_Material for the task:_
┄┄┄┄┄┄┄┄┄┄┄┄┄┄┄┄┄┄┄┄

//! Configuration for the AD console CLI.
//!
//! TOML profiles, credential resolution (env + keyring + plaintext), and
//! translation to `adcon_core::ConsoleConfig`. The CLI layers flag
//! overrides on top of what this crate resolves.

use std::collections::HashMap;
use std::path::PathBuf;
use std::time::Duration;

use directories::ProjectDirs;
use figment::{
    Figment,
    providers::{Env, Format, Serialized, Toml},
};
use secrecy::SecretString;
use serde::{Deserialize, Serialize};
use thiserror::Error;

use adcon_core::{ConsoleConfig, TlsVerification};

/// Keyring service name under which passwords are stored.
pub const KEYRING_SERVICE: &str = "adcon";

// ── Error ───────────────────────────────────────────────────────────

#[derive(Debug, Error)]
pub enum ConfigError {
    #[error("invalid {field}: {reason}")]
    Validation { field: String, reason: String },

    #[error("profile '{profile}' not found in config")]
    UnknownProfile { profile: String },

    #[error("no password configured for profile '{profile}'")]
    NoCredentials { profile: String },

    #[error("failed to serialize config: {0}")]
    Serialization(#[from] toml::ser::Error),

    #[error("config loading failed: {0}")]
    Figment(Box<figment::Error>),

    #[error("keyring error: {0}")]
    Keyring(#[from] keyring::Error),

    #[error("IO error: {0}")]
    Io(#[from] std::io::Error),
}

impl From<figment::Error> for ConfigError {
    fn from(err: figment::Error) -> Self {
        Self::Figment(Box::new(err))
    }
}

// ── TOML config structs ─────────────────────────────────────────────

/// Top-level TOML configuration.
#[derive(Debug, Deserialize, Serialize)]
pub struct Config {
    /// Default profile name.
    pub default_profile: Option<String>,

    /// Global defaults.
    #[serde(default)]
    pub defaults: Defaults,

    /// Named console profiles.
    #[serde(default)]
    pub profiles: HashMap<String, Profile>,
}

impl Default for Config {
    fn default() -> Self {
        Self {
            default_profile: Some("default".into()),
            defaults: Defaults::default(),
            profiles: HashMap::new(),
        }
    }
}

#[derive(Debug, Deserialize, Serialize)]
pub struct Defaults {
    #[serde(default = "default_output")]
    pub output: String,

    #[serde(default = "default_color")]
    pub color: String,

    #[serde(default)]
    pub insecure: bool,

    #[serde(default = "default_timeout")]
    pub timeout: u64,
}

impl Default for Defaults {
    fn default() -> Self {
        Self {
            output: default_output(),
            color: default_color(),
            insecure: false,
            timeout: default_timeout(),
        }
    }
}

fn default_output() -> String {
    "table".into()
}
fn default_color() -> String {
    "auto".into()
}
fn default_timeout() -> u64 {
    30
}

/// A named console profile.
#[derive(Debug, Deserialize, Serialize)]
pub struct Profile {
    /// Console base URL (e.g., "https://adconsole.corp.example").
    pub url: String,

    /// Directory account used to log in.
    pub username: Option<String>,

    /// Password (plaintext; prefer keyring or env var).
    pub password: Option<String>,

    /// Environment variable name containing the password.
    pub password_env: Option<String>,

    /// Path to custom CA certificate.
    pub ca_cert: Option<PathBuf>,

    /// Override insecure TLS setting.
    pub insecure: Option<bool>,

    /// Override REST timeout (seconds).
    pub timeout: Option<u64>,

    /// Override the stream idle watchdog (seconds).
    pub idle_timeout: Option<u64>,
}

// ── Config file path ────────────────────────────────────────────────

/// Resolve the config file path via XDG / platform conventions.
pub fn config_path() -> PathBuf {
    ProjectDirs::from("com", "adcon", "adcon").map_or_else(
        || {
            let mut p = dirs_fallback();
            p.push("config.toml");
            p
        },
        |dirs| dirs.config_dir().join("config.toml"),
    )
}

fn dirs_fallback() -> PathBuf {
    let mut p = PathBuf::from(std::env::var("HOME").unwrap_or_else(|_| ".".into()));
    p.push(".config");
    p.push("adcon");
    p
}

// ── Config loading ──────────────────────────────────────────────────

/// Load the full Config from file + environment.
pub fn load_config() -> Result<Config, ConfigError> {
    let path = config_path();

    let figment = Figment::new()
        .merge(Serialized::defaults(Config::default()))
        .merge(Toml::file(&path))
        .merge(Env::prefixed("ADCON_").split("_"));

    let config: Config = figment.extract()?;
    Ok(config)
}

/// Load config, returning a default if the file doesn't exist.
pub fn load_config_or_default() -> Config {
    load_config().unwrap_or_default()
}

// ── Config saving ───────────────────────────────────────────────────

/// Serialize config to TOML and write to the canonical config path.
pub fn save_config(cfg: &Config) -> Result<(), ConfigError> {
    let path = config_path();
    if let Some(parent) = path.parent() {
        std::fs::create_dir_all(parent)?;
    }
    let toml_str = toml::to_string_pretty(cfg)?;
    std::fs::write(&path, toml_str)?;
    Ok(())
}

// ── Credential resolution ───────────────────────────────────────────

/// Resolve a profile's password from the credential chain.
///
/// Order: the profile's `password_env` variable, then the system keyring,
/// then plaintext in the config file.
pub fn resolve_password(profile: &Profile, profile_name: &str) -> Result<SecretString, ConfigError> {
    if let Some(ref env_name) = profile.password_env {
        if let Ok(val) = std::env::var(env_name) {
            return Ok(SecretString::from(val));
        }
    }

    if let Ok(entry) = keyring::Entry::new(KEYRING_SERVICE, &keyring_account(profile_name)) {
        if let Ok(secret) = entry.get_password() {
            return Ok(SecretString::from(secret));
        }
    }

    if let Some(ref pw) = profile.password {
        return Ok(SecretString::from(pw.clone()));
    }

    Err(ConfigError::NoCredentials {
        profile: profile_name.into(),
    })
}

/// Store a profile's password in the system keyring.
pub fn store_password(profile_name: &str, password: &str) -> Result<(), ConfigError> {
    let entry = keyring::Entry::new(KEYRING_SERVICE, &keyring_account(profile_name))?;
    entry.set_password(password)?;
    Ok(())
}

fn keyring_account(profile_name: &str) -> String {
    format!("{profile_name}/password")
}

// ── Translation to ConsoleConfig ────────────────────────────────────

/// Build a `ConsoleConfig` from a profile, without CLI flag overrides.
pub fn profile_to_console_config(
    profile: &Profile,
    profile_name: &str,
    defaults: &Defaults,
) -> Result<ConsoleConfig, ConfigError> {
    let url: url::Url = profile.url.parse().map_err(|_| ConfigError::Validation {
        field: "url".into(),
        reason: format!("invalid URL: {}", profile.url),
    })?;

    let username = profile
        .username
        .clone()
        .or_else(|| std::env::var("ADCON_USERNAME").ok())
        .ok_or_else(|| ConfigError::Validation {
            field: "username".into(),
            reason: format!("profile '{profile_name}' has no username"),
        })?;

    let password = match std::env::var("ADCON_PASSWORD") {
        Ok(pw) => SecretString::from(pw),
        Err(_) => resolve_password(profile, profile_name)?,
    };

    let tls = if profile.insecure.unwrap_or(defaults.insecure) {
        TlsVerification::DangerAcceptInvalid
    } else if let Some(ref ca_path) = profile.ca_cert {
        TlsVerification::CustomCa(ca_path.clone())
    } else {
        TlsVerification::SystemDefaults
    };

    let timeout = Duration::from_secs(profile.timeout.unwrap_or(defaults.timeout));
    let idle_timeout = profile.idle_timeout.map_or(
        ConsoleConfig::DEFAULT_IDLE_TIMEOUT,
        Duration::from_secs,
    );

    Ok(ConsoleConfig {
        url,
        username,
        password,
        tls,
        timeout,
        idle_timeout,
    })
}

#[cfg(test)]
mod tests {
    use super::*;
    use secrecy::ExposeSecret;

    fn profile() -> Profile {
        Profile {
            url: "https://adconsole.example".into(),
            username: Some("admin".into()),
            password: Some("hunter2".into()),
            password_env: None,
            ca_cert: None,
            insecure: None,
            timeout: None,
            idle_timeout: None,
        }
    }

    #[test]
    fn plaintext_password_resolves() {
        let secret = resolve_password(&profile(), "lab").expect("resolve");
        assert_eq!(secret.expose_secret(), "hunter2");
    }

    #[test]
    fn missing_password_is_an_error() {
        let mut p = profile();
        p.password = None;
        assert!(matches!(
            resolve_password(&p, "lab"),
            Err(ConfigError::NoCredentials { .. })
        ));
    }

    #[test]
    fn profile_translates_with_defaults() {
        let cfg = profile_to_console_config(&profile(), "lab", &Defaults::default())
            .expect("translate");
        assert_eq!(cfg.url.as_str(), "https://adconsole.example/");
        assert_eq!(cfg.username, "admin");
        assert_eq!(cfg.tls, TlsVerification::SystemDefaults);
        assert_eq!(cfg.timeout, Duration::from_secs(30));
        assert_eq!(cfg.idle_timeout, ConsoleConfig::DEFAULT_IDLE_TIMEOUT);
    }

    #[test]
    fn insecure_profile_disables_verification() {
        let mut p = profile();
        p.insecure = Some(true);
        let cfg =
            profile_to_console_config(&p, "lab", &Defaults::default()).expect("translate");
        assert_eq!(cfg.tls, TlsVerification::DangerAcceptInvalid);
    }

    #[test]
    fn invalid_url_is_rejected() {
        let mut p = profile();
        p.url = "not a url".into();
        assert!(matches!(
            profile_to_console_config(&p, "lab", &Defaults::default()),
            Err(ConfigError::Validation { .. })
        ));
    }
}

┄┄┄┄┄┄┄┄┄┄┄┄┄┄┄┄┄┄┄┄

Everything from the first line of the records above through the line containing "use std::collections::HashMap;" should be restated word for word; leave out all other lines.

//! Configuration for the AD console CLI.
//!
//! TOML profiles, credential resolution (env + keyring + plaintext), and
//! translation to `adcon_core::ConsoleConfig`. The CLI layers flag
//! overrides on top of what this crate resolves.

use std::collections::HashMap;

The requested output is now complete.